As of the balance sheet date, approx. 24.8 % (23.8) of credit lines were utilized throughout the Group, and approx. EUR 32,419 thousand (31,077) in absolute terms (taking into account credit balances at the relevant bank). The increase in credit lines utilized is primarily due to the advance financing of the production facility in Waco (Texas) and to rising raw material and energy prices. In addition, forward exchange contracts are concluded on a case-by-case basis to hedge fixed payments or significant foreign currency receivables or payables. Fixed credit lines were in place at slightly more than a quarter of the Group companies.

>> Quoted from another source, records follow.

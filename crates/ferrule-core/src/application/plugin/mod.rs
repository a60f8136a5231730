//! Plugin contract, specifiers and descriptors.
//!
//! A plugin is anything implementing [`Plugin`]. It reaches the registry
//! either as a ready instance or as a constructor that is called once with
//! the plugin's arguments ([`PluginModule`]).

pub mod loader;
pub mod registry;

use std::fmt;
use std::sync::Arc;

use async_trait::async_trait;
use serde_json::Value;

use crate::application::host::Host;
use crate::domain::{PluginRef, Provenance};

pub use loader::load_plugins;
pub use registry::{AppliedPlugin, PluginRegistry, init_plugins};

/// Extension unit applied to the host once per run.
///
/// `apply` typically registers hook callbacks and command types; it may also
/// read or mutate host state directly.
#[async_trait]
pub trait Plugin: Send + Sync {
    /// Unique name within a run. An empty name is rejected.
    fn name(&self) -> &str;

    async fn apply(&self, host: &mut Host, args: &[Value]) -> anyhow::Result<()>;
}

type BuildFn = dyn Fn(&[Value]) -> anyhow::Result<Arc<dyn Plugin>> + Send + Sync;

/// Constructor producing a plugin instance from its arguments.
#[derive(Clone)]
pub struct PluginConstructor {
    name: String,
    build: Arc<BuildFn>,
}

impl PluginConstructor {
    /// `name` is used when the built instance reports an empty name.
    pub fn new<F>(name: impl Into<String>, build: F) -> Self
    where
        F: Fn(&[Value]) -> anyhow::Result<Arc<dyn Plugin>> + Send + Sync + 'static,
    {
        Self {
            name: name.into(),
            build: Arc::new(build),
        }
    }

    pub fn name(&self) -> &str {
        &self.name
    }

    pub fn build(&self, args: &[Value]) -> anyhow::Result<Arc<dyn Plugin>> {
        (self.build)(args)
    }
}

/// A loaded plugin module.
#[derive(Clone)]
pub enum PluginModule {
    Instance(Arc<dyn Plugin>),
    Constructor(PluginConstructor),
}

impl PluginModule {
    pub fn instance<P: Plugin + 'static>(plugin: P) -> Self {
        Self::Instance(Arc::new(plugin))
    }

    pub fn name(&self) -> &str {
        match self {
            Self::Instance(p) => p.name(),
            Self::Constructor(c) => c.name(),
        }
    }
}

impl fmt::Debug for PluginModule {
    fn fmt(&self, f: &mut fmt::Formatter<'_>) -> fmt::Result {
        match self {
            Self::Instance(p) => f.debug_tuple("Instance").field(&p.name()).finish(),
            Self::Constructor(c) => f.debug_tuple("Constructor").field(&c.name).finish(),
        }
    }
}

/// How a plugin is referenced before loading.
#[derive(Debug, Clone)]
pub enum PluginSpecifier {
    Module(PluginModule),
    WithArgs(PluginModule, Vec<Value>),
    Named(String),
    NamedWithArgs(String, Vec<Value>),
}

impl From<&PluginRef> for PluginSpecifier {
    fn from(plugin: &PluginRef) -> Self {
        let args = plugin.args();
        if args.is_empty() {
            Self::Named(plugin.name().to_string())
        } else {
            Self::NamedWithArgs(plugin.name().to_string(), args)
        }
    }
}

impl From<PluginModule> for PluginSpecifier {
    fn from(module: PluginModule) -> Self {
        Self::Module(module)
    }
}

/// A loaded (or failed) plugin ready for the registry.
#[derive(Debug, Clone)]
pub struct PluginDescriptor {
    /// The module, or why it could not be loaded.
    pub module: Result<PluginModule, UnresolvedPlugin>,
    pub args: Vec<Value>,
    /// Resolved location of a named plugin; `None` for in-process modules.
    pub location: Option<String>,
}

impl PluginDescriptor {
    pub fn source_ref(&self) -> String {
        match (&self.location, &self.module) {
            (Some(loc), _) => loc.clone(),
            (None, Ok(module)) => format!("{module:?}"),
            (None, Err(unresolved)) => unresolved.name.clone(),
        }
    }
}

#[derive(Debug, Clone, PartialEq, Eq)]
pub struct UnresolvedPlugin {
    pub name: String,
    pub reason: String,
}

/// Names of the tiers, for log lines.
pub fn describe_tier(provenance: Provenance) -> &'static str {
    match provenance {
        Provenance::BuildIn => "built-in plugins",
        Provenance::Custom => "project plugins",
        Provenance::Global => "global plugins",
    }
}
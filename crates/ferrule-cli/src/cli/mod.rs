//! CLI argument definitions using the clap derive API.
//!
//! This module is the *only* place that knows about argument names, aliases,
//! help text, and value enums.  No business logic lives here.

use clap::{Args, Parser, Subcommand, ValueEnum};

use ferrule_core::prelude::{BuildMode, BuildTarget};

pub mod global;
pub use global::GlobalArgs;

// ── Top-level CLI ─────────────────────────────────────────────────────────────

/// Main CLI entry-point.
#[derive(Debug, Parser)]
#[command(
    name    = "ferrule",
    bin_name = "ferrule",
    version  = env!("CARGO_PKG_VERSION"),
    author   = env!("CARGO_PKG_AUTHORS"),
    about    = "Plugin-driven scaffolding and build orchestration for front-end projects",
    long_about = "ferrule creates front-end projects, pages and components, and resolves \
                  bundler configuration through a plugin and hook pipeline.",
    after_help = "EXAMPLES:\n\
        \x20 ferrule create my-shop react\n\
        \x20 ferrule page user-profile\n\
        \x20 ferrule plugin add ferrule-plugin-sass\n\
        \x20 ferrule inspect --target node --mode production",
    arg_required_else_help = true,
    subcommand_required    = true,
)]
pub struct Cli {
    /// Flags available on every subcommand.
    #[command(flatten)]
    pub global: GlobalArgs,

    /// Subcommand to execute.
    #[command(subcommand)]
    pub command: Commands,
}

// ── Subcommands ───────────────────────────────────────────────────────────────

/// All available subcommands.
#[derive(Debug, Subcommand)]
pub enum Commands {
    /// Create a new project.
    #[command(
        about = "Create a new project",
        after_help = "EXAMPLES:\n\
            \x20 ferrule create                  # prompt for everything\n\
            \x20 ferrule create my-shop react\n\
            \x20 ferrule create . typescript-sample --name @acme/site --force"
    )]
    Create(CreateArgs),

    /// Add a page to the current project.
    #[command(visible_alias = "p", about = "Add a page")]
    Page(ScaffoldArgs),

    /// Add a component to the current project.
    #[command(visible_alias = "c", about = "Add a component")]
    Component(ScaffoldArgs),

    /// Manage globally installed plugins.
    #[command(
        about = "Manage global plugins",
        subcommand,
        after_help = "EXAMPLES:\n\
            \x20 ferrule plugin add ferrule-plugin-sass\n\
            \x20 ferrule plugin delete ferrule-plugin-sass\n\
            \x20 ferrule plugin ls"
    )]
    Plugin(PluginCommands),

    /// Print the resolved bundler configuration.
    #[command(
        about = "Print the resolved bundler configuration",
        after_help = "EXAMPLES:\n\
            \x20 ferrule inspect\n\
            \x20 ferrule inspect --target node --mode production\n\
            \x20 ferrule inspect --write    # also append an inspection file"
    )]
    Inspect(InspectArgs),

    /// Generate shell completion scripts.
    #[command(
        about = "Generate shell completions",
        after_help = "EXAMPLES:\n\
            \x20 ferrule completions bash > ~/.local/share/bash-completion/completions/ferrule\n\
            \x20 ferrule completions zsh  > ~/.zfunc/_ferrule\n\
            \x20 ferrule completions fish > ~/.config/fish/completions/ferrule.fish"
    )]
    Completions(CompletionsArgs),
}

// ── create ────────────────────────────────────────────────────────────────────

/// Arguments for `ferrule create`.
#[derive(Debug, Args)]
pub struct CreateArgs {
    /// Directory to create the project in.
    #[arg(value_name = "DIR", help = "Project directory (default: .)")]
    pub dir: Option<String>,

    /// Create type registered by a plugin, e.g. `react`.
    #[arg(value_name = "TYPE", help = "Project type")]
    pub kind: Option<String>,

    /// Package name; defaults to the directory name.
    #[arg(short = 'n', long = "name", value_name = "NAME", help = "Project name")]
    pub name: Option<String>,

    /// Skip every prompt and use defaults.
    #[arg(short = 'y', long = "yes", help = "Do not prompt")]
    pub yes: bool,

    /// Scaffold into a non-empty directory.
    #[arg(long = "force", help = "Allow a non-empty target directory")]
    pub force: bool,
}

// ── page / component ──────────────────────────────────────────────────────────

/// Arguments for `ferrule page` and `ferrule component`.
#[derive(Debug, Args)]
pub struct ScaffoldArgs {
    /// Name of the page or component.
    #[arg(value_name = "NAME")]
    pub name: Option<String>,

    /// Fail instead of prompting for a missing name.
    #[arg(short = 'y', long = "yes", help = "Do not prompt")]
    pub yes: bool,
}

// ── plugin ────────────────────────────────────────────────────────────────────

/// Subcommands for `ferrule plugin`.
#[derive(Debug, Subcommand)]
pub enum PluginCommands {
    /// Install a plugin for every project on this machine.
    Add {
        #[arg(value_name = "PLUGIN")]
        name: String,
    },
    /// Remove a global plugin.
    #[command(visible_alias = "remove")]
    Delete {
        #[arg(value_name = "PLUGIN")]
        name: String,
    },
    /// List global plugins.
    #[command(visible_alias = "ls")]
    List {
        /// Print a JSON array instead of a listing.
        #[arg(long = "json")]
        json: bool,
    },
}

// ── inspect ───────────────────────────────────────────────────────────────────

/// Arguments for `ferrule inspect`.
#[derive(Debug, Args)]
pub struct InspectArgs {
    #[arg(
        short = 't',
        long = "target",
        value_enum,
        default_value = "web",
        help = "Build target"
    )]
    pub target: TargetArg,

    #[arg(
        short = 'm',
        long = "mode",
        value_enum,
        default_value = "development",
        help = "Build mode"
    )]
    pub mode: ModeArg,

    /// Resolve as for a server-side-rendering development session.
    #[arg(long = "ssr", help = "Enable SSR for this build")]
    pub ssr: bool,

    /// Also append the inspection file to the project root.
    #[arg(long = "write", help = "Write an inspection file")]
    pub write: bool,
}

/// Build targets accepted on the command line.
#[derive(Debug, Clone, Copy, PartialEq, Eq, ValueEnum)]
pub enum TargetArg {
    Web,
    Node,
    Storybook,
}

impl From<TargetArg> for BuildTarget {
    fn from(arg: TargetArg) -> Self {
        match arg {
            TargetArg::Web => Self::Web,
            TargetArg::Node => Self::Node,
            TargetArg::Storybook => Self::Storybook,
        }
    }
}

/// Build modes accepted on the command line.
#[derive(Debug, Clone, Copy, PartialEq, Eq, ValueEnum)]
pub enum ModeArg {
    #[value(alias = "dev")]
    Development,
    #[value(alias = "prod")]
    Production,
}

impl From<ModeArg> for BuildMode {
    fn from(arg: ModeArg) -> Self {
        match arg {
            ModeArg::Development => Self::Development,
            ModeArg::Production => Self::Production,
        }
    }
}

// ── completions ───────────────────────────────────────────────────────────────

/// Arguments for `ferrule completions`.
#[derive(Debug, Args)]
pub struct CompletionsArgs {
    /// Target shell.
    #[arg(value_enum, help = "Shell to generate completions for")]
    pub shell: Shell,
}

/// Supported shells for completion generation.
#[derive(Debug, Clone, Copy, ValueEnum)]
pub enum Shell {
    Bash,
    Zsh,
    Fish,
    PowerShell,
    Elvish,
}

// ── tests ─────────────────────────────────────────────────────────────────────

#[cfg(test)]
mod tests {
    use super::*;

    #[test]
    fn create_takes_dir_and_type() {
        let cli = Cli::parse_from(["ferrule", "create", "my-shop", "react", "--force"]);
        let Commands::Create(args) = cli.command else {
            panic!("expected create");
        };
        assert_eq!(args.dir.as_deref(), Some("my-shop"));
        assert_eq!(args.kind.as_deref(), Some("react"));
        assert!(args.force);
    }

    #[test]
    fn page_and_component_aliases() {
        let cli = Cli::parse_from(["ferrule", "p", "home"]);
        assert!(matches!(cli.command, Commands::Page(ScaffoldArgs { name: Some(ref n), .. }) if n == "home"));

        let cli = Cli::parse_from(["ferrule", "c", "NavBar"]);
        assert!(matches!(cli.command, Commands::Component(_)));
    }

    #[test]
    fn plugin_ls_alias() {
        let cli = Cli::parse_from(["ferrule", "plugin", "ls"]);
        assert!(matches!(
            cli.command,
            Commands::Plugin(PluginCommands::List { json: false })
        ));
    }

    #[test]
    fn inspect_defaults_and_aliases() {
        let cli = Cli::parse_from(["ferrule", "inspect"]);
        let Commands::Inspect(args) = cli.command else {
            panic!("expected inspect");
        };
        assert_eq!(args.target, TargetArg::Web);
        assert_eq!(args.mode, ModeArg::Development);

        let cli = Cli::parse_from(["ferrule", "inspect", "-t", "node", "-m", "prod"]);
        let Commands::Inspect(args) = cli.command else {
            panic!("expected inspect");
        };
        assert_eq!(BuildTarget::from(args.target), BuildTarget::Node);
        assert_eq!(BuildMode::from(args.mode), BuildMode::Production);
    }

    #[test]
    fn quiet_and_verbose_conflict() {
        let result = Cli::try_parse_from(["ferrule", "--quiet", "--verbose", "plugin", "ls"]);
        assert!(result.is_err());
    }
}
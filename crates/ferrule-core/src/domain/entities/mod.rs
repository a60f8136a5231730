pub mod chain;
pub mod config;
pub mod entry;
pub mod manifest;
pub mod project_structure;
pub mod render_context;

pub use chain::{ConfigChain, EntrySlot, LoaderUse, NamedSlots, Output, PluginSlot, Rule};
pub use config::{
    DevServer, EnvVars, FilenameOverrides, Filenames, PluginRef, ProjectConfig, SsrConfig,
};
pub use entry::EntryPoint;
pub use manifest::PackageManifest;
pub use project_structure::{FileToWrite, FsEntry, ProjectStructure};
pub use render_context::RenderContext;
//! Small closed vocabularies used throughout the host.
//!
//! Every type here parses from and displays as the exact strings that appear
//! in configuration files, log lines and CLI flags.

use std::fmt;
use std::str::FromStr;

use serde::{Deserialize, Serialize};

use crate::domain::error::DomainError;

// ============================================================================
// BuildMode
// ============================================================================

/// Build mode of the current run.
#[derive(Debug, Clone, Copy, Default, PartialEq, Eq, Hash, Serialize, Deserialize)]
#[serde(rename_all = "lowercase")]
pub enum BuildMode {
    #[default]
    Development,
    Production,
}

impl BuildMode {
    pub const fn as_str(self) -> &'static str {
        match self {
            Self::Development => "development",
            Self::Production => "production",
        }
    }

    pub const fn is_production(self) -> bool {
        matches!(self, Self::Production)
    }
}

impl fmt::Display for BuildMode {
    fn fmt(&self, f: &mut fmt::Formatter<'_>) -> fmt::Result {
        f.write_str(self.as_str())
    }
}

impl FromStr for BuildMode {
    type Err = DomainError;

    fn from_str(s: &str) -> Result<Self, Self::Err> {
        match s.to_ascii_lowercase().as_str() {
            "development" | "dev" => Ok(Self::Development),
            "production" | "prod" => Ok(Self::Production),
            other => Err(DomainError::InvalidConfig(format!(
                "unknown build mode '{other}' (expected development or production)"
            ))),
        }
    }
}

// ============================================================================
// BuildTarget
// ============================================================================

/// What a configuration is being resolved for.
#[derive(Debug, Clone, Copy, Default, PartialEq, Eq, Hash, Serialize, Deserialize)]
#[serde(rename_all = "lowercase")]
pub enum BuildTarget {
    /// Browser bundle.
    #[default]
    Web,
    /// Server-side render bundle.
    Node,
    /// Component workbench bundle.
    Storybook,
}

impl BuildTarget {
    pub const fn as_str(self) -> &'static str {
        match self {
            Self::Web => "web",
            Self::Node => "node",
            Self::Storybook => "storybook",
        }
    }

    /// Targets that run in a browser.
    pub const fn is_browser(self) -> bool {
        matches!(self, Self::Web | Self::Storybook)
    }
}

impl fmt::Display for BuildTarget {
    fn fmt(&self, f: &mut fmt::Formatter<'_>) -> fmt::Result {
        f.write_str(self.as_str())
    }
}

impl FromStr for BuildTarget {
    type Err = DomainError;

    fn from_str(s: &str) -> Result<Self, Self::Err> {
        match s.to_ascii_lowercase().as_str() {
            "web" | "client" => Ok(Self::Web),
            "node" | "server" => Ok(Self::Node),
            "storybook" => Ok(Self::Storybook),
            other => Err(DomainError::InvalidConfig(format!(
                "unknown build target '{other}' (expected web, node or storybook)"
            ))),
        }
    }
}

// ============================================================================
// Provenance
// ============================================================================

/// Where a plugin came from.
///
/// Tiers are applied in declaration order, so the first tier that registers
/// a plugin name owns it for the rest of the run.
#[derive(Debug, Clone, Copy, PartialEq, Eq, Hash, PartialOrd, Ord)]
pub enum Provenance {
    /// Shipped with the tool.
    BuildIn,
    /// Declared in the project configuration.
    Custom,
    /// Installed machine-wide through `plugin add`.
    Global,
}

impl Provenance {
    pub const ALL: [Provenance; 3] = [Self::BuildIn, Self::Custom, Self::Global];

    pub const fn as_str(self) -> &'static str {
        match self {
            Self::BuildIn => "build-in",
            Self::Custom => "custom",
            Self::Global => "global",
        }
    }
}

impl fmt::Display for Provenance {
    fn fmt(&self, f: &mut fmt::Formatter<'_>) -> fmt::Result {
        f.write_str(self.as_str())
    }
}

// ============================================================================
// DependencyScope
// ============================================================================

/// Which manifest dependency maps a dependency query looks at.
#[derive(Debug, Clone, Copy, Default, PartialEq, Eq)]
pub enum DependencyScope {
    #[default]
    All,
    Prod,
    Dev,
}

impl fmt::Display for DependencyScope {
    fn fmt(&self, f: &mut fmt::Formatter<'_>) -> fmt::Result {
        match self {
            Self::All => write!(f, "all"),
            Self::Prod => write!(f, "prod"),
            Self::Dev => write!(f, "dev"),
        }
    }
}

impl FromStr for DependencyScope {
    type Err = DomainError;

    fn from_str(s: &str) -> Result<Self, Self::Err> {
        match s {
            "all" => Ok(Self::All),
            "prod" => Ok(Self::Prod),
            "dev" => Ok(Self::Dev),
            other => Err(DomainError::UnknownScope(other.to_string())),
        }
    }
}

#[cfg(test)]
mod tests {
    use super::*;

    #[test]
    fn scope_parses_known_values() {
        assert_eq!("all".parse::<DependencyScope>().unwrap(), DependencyScope::All);
        assert_eq!("prod".parse::<DependencyScope>().unwrap(), DependencyScope::Prod);
        assert_eq!("dev".parse::<DependencyScope>().unwrap(), DependencyScope::Dev);
    }

    #[test]
    fn scope_rejects_everything_else() {
        let err = "peer".parse::<DependencyScope>().unwrap_err();
        assert_eq!(err, DomainError::UnknownScope("peer".into()));
        // exact match only
        assert!("Dev".parse::<DependencyScope>().is_err());
    }

    #[test]
    fn provenance_labels() {
        assert_eq!(Provenance::BuildIn.to_string(), "build-in");
        assert_eq!(Provenance::Custom.to_string(), "custom");
        assert_eq!(Provenance::Global.to_string(), "global");
    }

    #[test]
    fn mode_and_target_round_trip_through_strings() {
        assert_eq!("production".parse::<BuildMode>().unwrap(), BuildMode::Production);
        assert_eq!(BuildMode::default().to_string(), "development");
        assert_eq!("server".parse::<BuildTarget>().unwrap(), BuildTarget::Node);
        assert!("desktop".parse::<BuildTarget>().is_err());
    }
}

The cash flow statement shows how the Group's cash and cash equivalents have changed in the course of the reporting year as a result of cash inflows and outflows.

Earnings after taxes, adjusted for non-cash flows and changes in operating assets and liabilities, result in the cash flow from operating activities.

Non-cash flows are, for example, depreciation and write-ups of fixed assets or the increase or decrease in provisions. The change in operating assets includes inventories, trade receivables and other assets from operating activities. The change in operating liabilities includes current provisions, trade payables and other liabilities from operating activities.

The cash flow from investing activities includes the cash outflow for investments, the cash inflow from divestments and the changes in cash and cash equivalents in connection with changes in the scope of consolidation.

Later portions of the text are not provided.